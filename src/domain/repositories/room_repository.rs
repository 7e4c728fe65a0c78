use async_trait::async_trait;

use crate::domain::entities::{GamePhase, Player, Response, Room, Vote};

/// Error type for repository operations
#[derive(Debug, thiserror::Error)]
pub enum RepositoryError {
    #[error("Not found: {0}")]
    NotFound(String),
    #[error("Already exists: {0}")]
    AlreadyExists(String),
    /// The room changed since it was read
    #[error("Concurrent update on room {0}")]
    Conflict(String),
    /// A phase-guarded write found the room in another phase
    #[error("Room is in phase {0}")]
    PhaseMoved(GamePhase),
    #[error("Database error: {0}")]
    Database(String),
}

// ========== Commands ==========
//
// One struct per mutating operation. Each names exactly the fields it may
// write. Room-scoped commands carry the room version they were computed
// from and fail with `Conflict` if it moved. Joins and votes only touch
// their own rows, so they check the phase at write time instead
// (`PhaseMoved`) and never conflict with each other.

/// Insert a room together with its host player
#[derive(Debug, Clone)]
pub struct CreateRoomRecord {
    pub room: Room,
    pub host: Player,
}

/// Append a player to a room that is still in the lobby
#[derive(Debug, Clone)]
pub struct AddMember {
    pub room_id: String,
    pub player: Player,
}

/// Remove a player from a room that keeps at least one member
#[derive(Debug, Clone)]
pub struct RemoveMember {
    pub room_id: String,
    pub expected_version: i64,
    pub player_id: String,
    /// Set when the leaving player was the host
    pub new_host_id: Option<String>,
    pub member_ids: Vec<String>,
    pub current_turn_index: Option<u32>,
}

/// Delete a room along with its last player
#[derive(Debug, Clone)]
pub struct CloseRoom {
    pub room_id: String,
    pub expected_version: i64,
    pub player_id: String,
}

/// Start a round: impostor flags for the pool and the room's round fields
#[derive(Debug, Clone)]
pub struct BeginRound {
    pub room_id: String,
    pub expected_version: i64,
    /// Players whose impostor flag is rewritten; others keep theirs
    pub pool: Vec<String>,
    pub impostor_id: String,
    pub topic: String,
    pub round_number: u32,
}

/// Move the turn pointer
#[derive(Debug, Clone)]
pub struct AdvanceTurn {
    pub room_id: String,
    pub expected_version: i64,
    pub current_turn_index: u32,
    pub round_number: u32,
}

/// Store a response and move the turn pointer in one step
#[derive(Debug, Clone)]
pub struct RecordResponse {
    pub response: Response,
    pub advance: AdvanceTurn,
}

/// Switch the room phase without touching anything else
#[derive(Debug, Clone)]
pub struct ChangePhase {
    pub room_id: String,
    pub expected_version: i64,
    pub phase: GamePhase,
}

/// Insert or overwrite the voter's vote while the room is voting.
/// The vote is filed under the room's round at write time.
#[derive(Debug, Clone)]
pub struct CastVote {
    pub vote: Vote,
}

/// Close a vote: eliminate, score, move to results
#[derive(Debug, Clone)]
pub struct ApplyResults {
    pub room_id: String,
    pub expected_version: i64,
    pub eliminated_id: String,
    pub score_awards: Vec<(String, i64)>,
}

/// Room repository trait
#[async_trait]
pub trait RoomRepository: Send + Sync {
    // ========== Room reads ==========

    /// Find room by ID
    async fn find_by_id(&self, id: &str) -> Result<Option<Room>, RepositoryError>;

    /// Find room by (normalized) join code
    async fn find_by_join_code(&self, code: &str) -> Result<Option<Room>, RepositoryError>;

    // ========== Player reads ==========

    async fn find_player(&self, id: &str) -> Result<Option<Player>, RepositoryError>;

    /// Find multiple players by IDs (batch query - avoids N+1)
    async fn find_players_by_ids(&self, ids: &[String]) -> Result<Vec<Player>, RepositoryError>;

    /// All players indexed under a room, in join order
    async fn find_players_in_room(&self, room_id: &str) -> Result<Vec<Player>, RepositoryError>;

    // ========== Round reads ==========

    /// Responses of one round, oldest first
    async fn find_responses(
        &self,
        room_id: &str,
        round_number: u32,
    ) -> Result<Vec<Response>, RepositoryError>;

    async fn find_votes(&self, room_id: &str, round_number: u32) -> Result<Vec<Vote>, RepositoryError>;

    // ========== Commands ==========

    /// Fails with `AlreadyExists` when the join code is taken
    async fn create_room(&self, record: &CreateRoomRecord) -> Result<(), RepositoryError>;

    async fn add_member(&self, command: &AddMember) -> Result<(), RepositoryError>;

    async fn remove_member(&self, command: &RemoveMember) -> Result<(), RepositoryError>;

    async fn close_room(&self, command: &CloseRoom) -> Result<(), RepositoryError>;

    async fn begin_round(&self, command: &BeginRound) -> Result<(), RepositoryError>;

    async fn advance_turn(&self, command: &AdvanceTurn) -> Result<(), RepositoryError>;

    async fn record_response(&self, command: &RecordResponse) -> Result<(), RepositoryError>;

    async fn change_phase(&self, command: &ChangePhase) -> Result<(), RepositoryError>;

    async fn cast_vote(&self, command: &CastVote) -> Result<(), RepositoryError>;

    async fn apply_results(&self, command: &ApplyResults) -> Result<(), RepositoryError>;

    /// Mark a player eliminated. Returns false if the player does not exist.
    async fn eliminate_player(&self, player_id: &str) -> Result<bool, RepositoryError>;

    /// Add to a player's score, never going below zero.
    /// Returns false if the player does not exist.
    async fn add_to_score(&self, player_id: &str, delta: i64) -> Result<bool, RepositoryError>;
}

++++++++++

| What is expected |
Word for word, copy out all the data given above.

| Reply to the task |
filename src/domain/repositories/room_repository.rs
repository 7e4c728fe65a0c78
use async_trait::async_trait;

use crate::domain::entities::{GamePhase, Player, Response, Room, Vote};

/// Error type for repository operations
#[derive(Debug, thiserror::Error)]
pub enum RepositoryError {
    #[error("Not found: {0}")]
    NotFound(String),
    #[error("Already exists: {0}")]
    AlreadyExists(String),
    /// The room changed since it was read
    #[error("Concurrent update on room {0}")]
    Conflict(String),
    /// A phase-guarded write found the room in another phase
    #[error("Room is in phase {0}")]
    PhaseMoved(GamePhase),
    #[error("Database error: {0}")]
    Database(String),
}

// ========== Commands ==========
//
// One struct per mutating operation. Each names exactly the fields it may
// write. Room-scoped commands carry the room version they were computed
// from and fail with `Conflict` if it moved. Joins and votes only touch
// their own rows, so they check the phase at write time instead
// (`PhaseMoved`) and never conflict with each other.

/// Insert a room together with its host player
#[derive(Debug, Clone)]
pub struct CreateRoomRecord {
    pub room: Room,
    pub host: Player,
}

/// Append a player to a room that is still in the lobby
#[derive(Debug, Clone)]
pub struct AddMember {
    pub room_id: String,
    pub player: Player,
}

/// Remove a player from a room that keeps at least one member
#[derive(Debug, Clone)]
pub struct RemoveMember {
    pub room_id: String,
    pub expected_version: i64,
    pub player_id: String,
    /// Set when the leaving player was the host
    pub new_host_id: Option<String>,
    pub member_ids: Vec<String>,
    pub current_turn_index: Option<u32>,
}

/// Delete a room along with its last player
#[derive(Debug, Clone)]
pub struct CloseRoom {
    pub room_id: String,
    pub expected_version: i64,
    pub player_id: String,
}

/// Start a round: impostor flags for the pool and the room's round fields
#[derive(Debug, Clone)]
pub struct BeginRound {
    pub room_id: String,
    pub expected_version: i64,
    /// Players whose impostor flag is rewritten; others keep theirs
    pub pool: Vec<String>,
    pub impostor_id: String,
    pub topic: String,
    pub round_number: u32,
}

/// Move the turn pointer
#[derive(Debug, Clone)]
pub struct AdvanceTurn {
    pub room_id: String,
    pub expected_version: i64,
    pub current_turn_index: u32,
    pub round_number: u32,
}

/// Store a response and move the turn pointer in one step
#[derive(Debug, Clone)]
pub struct RecordResponse {
    pub response: Response,
    pub advance: AdvanceTurn,
}

/// Switch the room phase without touching anything else
#[derive(Debug, Clone)]
pub struct ChangePhase {
    pub room_id: String,
    pub expected_version: i64,
    pub phase: GamePhase,
}

/// Insert or overwrite the voter's vote while the room is voting.
/// The vote is filed under the room's round at write time.
#[derive(Debug, Clone)]
pub struct CastVote {
    pub vote: Vote,
}

/// Close a vote: eliminate, score, move to results
#[derive(Debug, Clone)]
pub struct ApplyResults {
    pub room_id: String,
    pub expected_version: i64,
    pub eliminated_id: String,
    pub score_awards: Vec<(String, i64)>,
}

/// Room repository trait
#[async_trait]
pub trait RoomRepository: Send + Sync {
    // ========== Room reads ==========

    /// Find room by ID
    async fn find_by_id(&self, id: &str) -> Result<Option<Room>, RepositoryError>;

    /// Find room by (normalized) join code
    async fn find_by_join_code(&self, code: &str) -> Result<Option<Room>, RepositoryError>;

    // ========== Player reads ==========

    async fn find_player(&self, id: &str) -> Result<Option<Player>, RepositoryError>;

    /// Find multiple players by IDs (batch query - avoids N+1)
    async fn find_players_by_ids(&self, ids: &[String]) -> Result<Vec<Player>, RepositoryError>;

    /// All players indexed under a room, in join order
    async fn find_players_in_room(&self, room_id: &str) -> Result<Vec<Player>, RepositoryError>;

    // ========== Round reads ==========

    /// Responses of one round, oldest first
    async fn find_responses(
        &self,
        room_id: &str,
        round_number: u32,
    ) -> Result<Vec<Response>, RepositoryError>;

    async fn find_votes(&self, room_id: &str, round_number: u32) -> Result<Vec<Vote>, RepositoryError>;

    // ========== Commands ==========

    /// Fails with `AlreadyExists` when the join code is taken
    async fn create_room(&self, record: &CreateRoomRecord) -> Result<(), RepositoryError>;

    async fn add_member(&self, command: &AddMember) -> Result<(), RepositoryError>;

    async fn remove_member(&self, command: &RemoveMember) -> Result<(), RepositoryError>;

    async fn close_room(&self, command: &CloseRoom) -> Result<(), RepositoryError>;

    async fn begin_round(&self, command: &BeginRound) -> Result<(), RepositoryError>;

    async fn advance_turn(&self, command: &AdvanceTurn) -> Result<(), RepositoryError>;

    async fn record_response(&self, command: &RecordResponse) -> Result<(), RepositoryError>;

    async fn change_phase(&self, command: &ChangePhase) -> Result<(), RepositoryError>;

    async fn cast_vote(&self, command: &CastVote) -> Result<(), RepositoryError>;

    async fn apply_results(&self, command: &ApplyResults) -> Result<(), RepositoryError>;

    /// Mark a player eliminated. Returns false if the player does not exist.
    async fn eliminate_player(&self, player_id: &str) -> Result<bool, RepositoryError>;

    /// Add to a player's score, never going below zero.
    /// Returns false if the player does not exist.
    async fn add_to_score(&self, player_id: &str, delta: i64) -> Result<bool, RepositoryError>;
}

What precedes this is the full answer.